The wide windshield provides excellent sightlines for the driver and the front passenger, and rear visibility isn't bad through the CRX-style split hatch glass. You start the car the old-fashioned way, by inserting a key in an ignition receptable mounted on the steering column. No silly push-button start here, thankfully. Although Honda claims that the Insight is capable of driving on electricity alone at speeds up to 30 mph on flat roads, in our experience the car always uses its gasoline engine at launch. This hardly seems a detriment, though, because the sound of an internal-combustion engine starting is a reassuring and natural part of the driving experience.
And the driving, for the most part, does feel quite natural, with little of the surging and hiccuping that sometimes afflict hybrids. Driving the Insight basically feels a lot like driving any other small Honda. The electrically assisted steering has decent feel, with a small dead spot on-center that seems to improve the harder you drive the car. The brake and accelerator pedals have been tuned for conventional-feeling responses, with none of the mushiness that mars the Prius. During a brief foray onto some mildly challenging roads in the higher-elevation areas of the Tonto National Forest outside Scottsdale, the Insight was nothing like the soggy mess that the Prius is when you ask it to get sporty. Naturally, the Insight segues into understeer when you really push it, but considering its skinny, low-rolling-resistance tires, it handles quite well and is more than capable of providing a mildly entertaining drive combined with good dampening and body control.
This is not to say that the Insight is anybody's bargain sport sedan. There's no manual transmission, only the CVT, which at least has a sport setting and available paddle shifting. If you give up any pretenses of driving for efficiency, the tiny four-banger quickly becomes taxed. Accelerate hard from 65 to 75 mph, and a cacophony of underhood protests, road noise, and tire thrum serves to remind you that this is a car that has been engineered to reward deliberate, considered inputs.

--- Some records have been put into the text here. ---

pub mod jwt;
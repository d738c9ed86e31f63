//! Shodan host search.

use async_trait::async_trait;
use bigshot_pipeline::{SourceError, SourceProcessor};
use serde::Deserialize;

use super::{keep_subdomains, send_json, SHODAN};

const DEFAULT_BASE_URL: &str = "https://api.shodan.io";

#[derive(Debug, Default, Deserialize)]
struct SearchResponse {
    #[serde(default)]
    matches: Vec<HostMatch>,
}

#[derive(Debug, Default, Deserialize)]
struct HostMatch {
    #[serde(default)]
    hostnames: Vec<String>,
}

pub struct ShodanSource {
    client: reqwest::Client,
    base_url: String,
}

impl ShodanSource {
    pub fn new(client: reqwest::Client) -> Self {
        Self::with_base_url(client, DEFAULT_BASE_URL)
    }

    pub fn with_base_url(client: reqwest::Client, base_url: impl Into<String>) -> Self {
        Self {
            client,
            base_url: base_url.into(),
        }
    }
}

fn extract_names(response: &SearchResponse, domain: &str) -> Vec<String> {
    keep_subdomains(
        response
            .matches
            .iter()
            .flat_map(|m| m.hostnames.iter().map(String::as_str)),
        domain,
    )
}

#[async_trait]
impl SourceProcessor for ShodanSource {
    fn name(&self) -> &str {
        SHODAN
    }

    async fn process(
        &self,
        target: &str,
        api_key: Option<&str>,
    ) -> Result<Vec<String>, SourceError> {
        let Some(api_key) = api_key else {
            tracing::warn!(domain = target, "Shodan API key not configured");
            return Ok(Vec::new());
        };

        let query = format!("hostname:*.{target}");
        let request = self
            .client
            .get(format!("{}/shodan/host/search", self.base_url))
            .query(&[
                ("key", api_key),
                ("query", query.as_str()),
                ("facets", "hostname"),
                ("minify", "true"),
            ]);
        let response: SearchResponse = send_json(request).await?;
        Ok(extract_names(&response, target))
    }
}
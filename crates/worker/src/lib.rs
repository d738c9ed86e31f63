//! Task execution process: the worker pool and the enumeration sources.

pub mod config;
pub mod pool;
pub mod shutdown;
pub mod sources;

pub use config::WorkerConfig;
pub use pool::WorkerPool;
pub use shutdown::ShutdownSignal;
//! Shared wiring for API integration tests.
//!
//! The router is built with [`build_app_router`] on top of in-memory
//! stores, queue and broker, so the full middleware stack runs without
//! Postgres.

#![allow(dead_code)]

use std::sync::Arc;

use axum::body::Body;
use axum::http::{Request, Response, StatusCode};
use axum::Router;
use bigshot_api::auth::jwt::{generate_access_token, JwtConfig};
use bigshot_api::config::ServerConfig;
use bigshot_api::router::build_app_router;
use bigshot_api::state::AppState;
use bigshot_db::memory::{MemoryDomainStore, MemoryJobStore};
use bigshot_events::{BroadcastConfig, BroadcastService, MemoryBroker};
use bigshot_pipeline::{
    CancellationController, JobQueryService, LifecycleReporter, MemoryTaskQueue,
    ProcessorRegistry, StaticCredentials, TaskDispatcher, Worker,
};
use http_body_util::BodyExt;
use tower::ServiceExt;

const TEST_SECRET: &str = "test-secret-that-is-long-enough-for-hmac";

/// Build a test `ServerConfig` with safe defaults.
pub fn test_config() -> ServerConfig {
    ServerConfig {
        host: "127.0.0.1".to_string(),
        port: 0,
        cors_origins: vec!["http://localhost:3000".to_string()],
        request_timeout_secs: 30,
        shutdown_timeout_secs: 30,
        embedded_workers: 0,
        jwt: JwtConfig {
            secret: TEST_SECRET.to_string(),
            access_token_expiry_mins: 15,
        },
    }
}

pub struct TestApp {
    pub router: Router,
    pub state: AppState,
    pub jobs: Arc<MemoryJobStore>,
    pub domains: Arc<MemoryDomainStore>,
    pub queue: Arc<MemoryTaskQueue>,
    pub broker: Arc<MemoryBroker>,
    pub reporter: LifecycleReporter,
    /// Valid bearer token for user 1.
    pub token: String,
}

impl TestApp {
    /// A worker sharing this app's stores.
    pub fn worker(&self, processors: ProcessorRegistry) -> Worker {
        Worker::new(
            "api-test-worker",
            self.reporter.clone(),
            self.domains.clone(),
            Arc::new(processors),
            Arc::new(StaticCredentials::new()),
        )
    }
}

pub fn build_test_app() -> TestApp {
    let config = test_config();
    let jobs = Arc::new(MemoryJobStore::new());
    let domains = Arc::new(MemoryDomainStore::new());
    let queue = Arc::new(MemoryTaskQueue::new());
    let broker = Arc::new(MemoryBroker::new());
    let broadcast = BroadcastService::new(broker.clone(), BroadcastConfig::default());
    let reporter = LifecycleReporter::new(jobs.clone(), broadcast.clone());

    let state = AppState {
        pool: None,
        config: Arc::new(config.clone()),
        broadcast,
        dispatcher: TaskDispatcher::new(reporter.clone(), queue.clone()),
        cancellation: CancellationController::new(reporter.clone(), queue.clone()),
        query: JobQueryService::new(jobs.clone(), queue.clone()),
    };
    let token = generate_access_token(1, "analyst", &config.jwt).unwrap();

    TestApp {
        router: build_app_router(state.clone(), &config),
        state,
        jobs,
        domains,
        queue,
        broker,
        reporter,
        token,
    }
}

// ---------------------------------------------------------------------------
// Request helpers
// ---------------------------------------------------------------------------

pub async fn get(app: Router, uri: &str) -> Response<Body> {
    let request = Request::get(uri).body(Body::empty()).unwrap();
    app.oneshot(request).await.unwrap()
}

pub async fn get_auth(app: Router, uri: &str, token: &str) -> Response<Body> {
    let request = Request::get(uri)
        .header("authorization", format!("Bearer {token}"))
        .body(Body::empty())
        .unwrap();
    app.oneshot(request).await.unwrap()
}

pub async fn post_json_auth(
    app: Router,
    uri: &str,
    body: serde_json::Value,
    token: &str,
) -> Response<Body> {
    let request = Request::post(uri)
        .header("authorization", format!("Bearer {token}"))
        .header("content-type", "application/json")
        .body(Body::from(body.to_string()))
        .unwrap();
    app.oneshot(request).await.unwrap()
}

pub async fn post_auth(app: Router, uri: &str, token: &str) -> Response<Body> {
    let request = Request::post(uri)
        .header("authorization", format!("Bearer {token}"))
        .body(Body::empty())
        .unwrap();
    app.oneshot(request).await.unwrap()
}

pub async fn body_json(response: Response<Body>) -> serde_json::Value {
    let bytes = response.into_body().collect().await.unwrap().to_bytes();
    serde_json::from_slice(&bytes).unwrap()
}

/// Assert the status and return the decoded body.
pub async fn expect_json(response: Response<Body>, status: StatusCode) -> serde_json::Value {
    assert_eq!(response.status(), status);
    body_json(response).await
}
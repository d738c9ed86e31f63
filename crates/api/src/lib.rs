//! Bigshot API server library.
//!
//! Exposes config, state, error handling, the router and the WebSocket
//! protocol so integration tests and the binary entrypoint share them.

pub mod auth;
pub mod config;
pub mod error;
pub mod handlers;
pub mod middleware;
pub mod response;
pub mod router;
pub mod state;
pub mod ws;
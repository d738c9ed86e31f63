//! Job type tags.

use std::fmt;
use std::str::FromStr;

use serde::{Deserialize, Serialize};

use crate::error::CoreError;

/// The kind of work a job performs.
#[derive(Debug, Clone, Copy, PartialEq, Eq, Hash, Serialize, Deserialize)]
#[serde(rename_all = "snake_case")]
pub enum JobType {
    DomainEnumeration,
    DataNormalization,
    DataDeduplication,
    DataCleanup,
}

impl JobType {
    pub const ALL: [JobType; 4] = [
        JobType::DomainEnumeration,
        JobType::DataNormalization,
        JobType::DataDeduplication,
        JobType::DataCleanup,
    ];

    pub fn as_str(self) -> &'static str {
        match self {
            JobType::DomainEnumeration => "domain_enumeration",
            JobType::DataNormalization => "data_normalization",
            JobType::DataDeduplication => "data_deduplication",
            JobType::DataCleanup => "data_cleanup",
        }
    }
}

impl fmt::Display for JobType {
    fn fmt(&self, f: &mut fmt::Formatter<'_>) -> fmt::Result {
        f.write_str(self.as_str())
    }
}

impl FromStr for JobType {
    type Err = CoreError;

    fn from_str(s: &str) -> Result<Self, Self::Err> {
        JobType::ALL
            .into_iter()
            .find(|kind| kind.as_str() == s)
            .ok_or_else(|| CoreError::Validation(format!("Unknown job type '{s}'")))
    }
}

/// Row decoding support (`#[sqlx(try_from = "String")]`).
impl TryFrom<String> for JobType {
    type Error = CoreError;

    fn try_from(value: String) -> Result<Self, Self::Error> {
        value.parse()
    }
}

#[cfg(test)]
mod tests {
    use super::*;

    #[test]
    fn names_round_trip_through_from_str() {
        for kind in JobType::ALL {
            assert_eq!(kind.as_str().parse::<JobType>().unwrap(), kind);
        }
    }

    #[test]
    fn serde_name_matches_as_str() {
        let json = serde_json::to_value(JobType::DataDeduplication).unwrap();
        assert_eq!(json, serde_json::json!("data_deduplication"));
    }

    #[test]
    fn unknown_type_is_a_validation_error() {
        let err = "port_scan".parse::<JobType>().unwrap_err();
        assert!(matches!(err, CoreError::Validation(_)));
    }
}
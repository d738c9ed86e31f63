use std::sync::Arc;

use bigshot_db::DbPool;
use bigshot_events::BroadcastService;
use bigshot_pipeline::{CancellationController, JobQueryService, TaskDispatcher};

use crate::config::ServerConfig;

/// Shared application state available to all Axum handlers via `State<AppState>`.
///
/// This is cheaply cloneable (every service is a handle over `Arc`s).
#[derive(Clone)]
pub struct AppState {
    /// Database pool, `None` when the services run on in-memory stores.
    pub pool: Option<DbPool>,
    pub config: Arc<ServerConfig>,
    /// Job update fan-out; owns the real-time client registry.
    pub broadcast: BroadcastService,
    pub dispatcher: TaskDispatcher,
    pub cancellation: CancellationController,
    pub query: JobQueryService,
}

And, oh, does the Insight ever reward deliberate, considered inputs to the accelerator and brake pedals. Over a fifty-two-mile stretch of mostly two-lane roads through the Sonoran Desert scrubland of the Phoenix exurbs, we achieved an indicated average of 57 mpg with the Econ mode engaged and while making a mild effort to keep the digital speedometer's background lighting bright green, which is an easy way to know that you are driving efficiently. If the lighting turns blue-green, you're driving less efficiently, and if it turns totally blue, you're an ecological naughty-pants. The Econ mode, which is engaged by hitting a dash button that's colored - what else - green, more readily kills the gas engine at idle, keeps the A/C in recirc mode longer, and changes the electronic throttle calibration to limit power and torque slightly (unless you mash the accelerator). In addition to the varied speedo lighting, several other graphic indicators in the instrument cluster help you track your efficiency, including digital flora that grow more leaves the more economically you drive.